Rather than just provide vague-reassurances that things are going well, in this post I’ll try to go a bit deeper to give more insight into how we are operating and what problems we are dealing with and how we are solving them. And with that in mind, the first thing to mention is that under Clay and Stephen’s leadership tech has gone through an organizational change that is professionalizing our dev environment. We have shifted towards test-driven development and a process of having peer-review on major commits to the codebase.

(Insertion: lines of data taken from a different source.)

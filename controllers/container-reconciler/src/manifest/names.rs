//! Object naming
//!
//! Every name is a pure function of the container `iid` so lookups never
//! need stored state.

/// Claim template name on StatefulSets
pub const CLAIM_TEMPLATE: &str = "data";

/// Volume name used for the data mount
pub const DATA_VOLUME: &str = "data";

/// Deployment, StatefulSet, CronJob, HPA, Service and single PVC name
pub fn primary(iid: &str) -> String {
    iid.to_string()
}

pub fn headless_service(iid: &str) -> String {
    format!("{}-headless", iid)
}

/// PVC created by the StatefulSet controller for one ordinal
pub fn stateful_claim(iid: &str, ordinal: i32) -> String {
    format!("{}-{}-{}", CLAIM_TEMPLATE, iid, ordinal)
}

/// Ordinal of a StatefulSet claim, `None` for foreign names
pub fn stateful_claim_ordinal(iid: &str, claim: &str) -> Option<i32> {
    claim
        .strip_prefix(&format!("{}-{}-", CLAIM_TEMPLATE, iid))
        .and_then(|rest| rest.parse().ok())
        .filter(|ordinal: &i32| *ordinal >= 0)
}

pub fn path_ingress(iid: &str) -> String {
    format!("{}-path", iid)
}

pub fn subdomain_ingress(iid: &str) -> String {
    format!("{}-subdomain", iid)
}

pub fn custom_domain_ingress(iid: &str) -> String {
    format!("{}-domain", iid)
}

/// TLS secret for a custom domain ingress
pub fn custom_domain_tls(iid: &str) -> String {
    format!("{}-domain-tls", iid)
}

#[cfg(test)]
mod tests {
    use super::*;

    #[test]
    fn test_claim_ordinal() {
        assert_eq!(stateful_claim("db", 2), "data-db-2");
        assert_eq!(stateful_claim_ordinal("db", "data-db-2"), Some(2));
        assert_eq!(stateful_claim_ordinal("db", "data-dbx-2"), None);
        assert_eq!(stateful_claim_ordinal("db", "data-db-two"), None);
        // `data-db-2-1` belongs to a container named `db-2`
        assert_eq!(stateful_claim_ordinal("db", "data-db-2-1"), None);
    }
}
#[cfg(test)]
mod tests {
    use super::*;

    #[test]
    fn test_names() {
        let names = PipelineNames::new(ProviderKind::GitHub, "x7k2");
        assert_eq!(names.service_account, "github-sa-x7k2");
        assert_eq!(names.webhook_secret, "github-webhook-secret-x7k2");
        assert_eq!(names.role_binding, "github-triggers-binding-x7k2");
        assert_eq!(names.cluster_role_binding, "github-triggers-clusterbinding-x7k2");
        assert_eq!(names.event_listener, "github-listener-x7k2");
        assert_eq!(names.listener_service, "el-github-listener-x7k2");
        assert_eq!(names.listener_path, "/tekton-x7k2");
        assert_eq!(names.objects().len(), 8);
    }

    #[test]
    fn test_listener_filter() {
        let branch = "body.ref == 'refs/heads/main'";
        assert_eq!(listener_filter(branch, ProviderKind::GitHub, None), branch);
        assert_eq!(listener_filter(branch, ProviderKind::GitHub, Some("/")), branch);
        let filtered = listener_filter(branch, ProviderKind::GitLab, Some("/services/api"));
        assert!(filtered.starts_with("(body.ref == 'refs/heads/main') && (body.commits.exists"));
        assert!(filtered.contains("startsWith('services/api')"));
        assert_eq!(listener_filter(branch, ProviderKind::Bitbucket, Some("services/api")), branch);
    }
}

This is pretty standard for larger teams: it has involved changes to how development happens that make it harder for any of us to break things or make arbitrary changes without flagging them with other members of the team first.

In terms of coding focus, Saito Rust has been our #1 priority and we’ve gotten a lot done in the past two sprints. Most of the components in the Saito system have now been implemented in Rust code: block production, storage/retrieval of blocks from disk, mempool management of transactions and blocks, tracking of longest-chain state for blocks in the blockchain, our algorithm for adding blocks to the blockchain, burn fee calculations, signature validation, utxoset management and more. Note that Rust has restrictive policies about memory management and “ownership” so these bits of code are not necessarily working in production. We tend to code and then integrate. The major components we have not tackled in any significant way are network and peer management, automatic transaction rebroadcasting and the staking mechanism.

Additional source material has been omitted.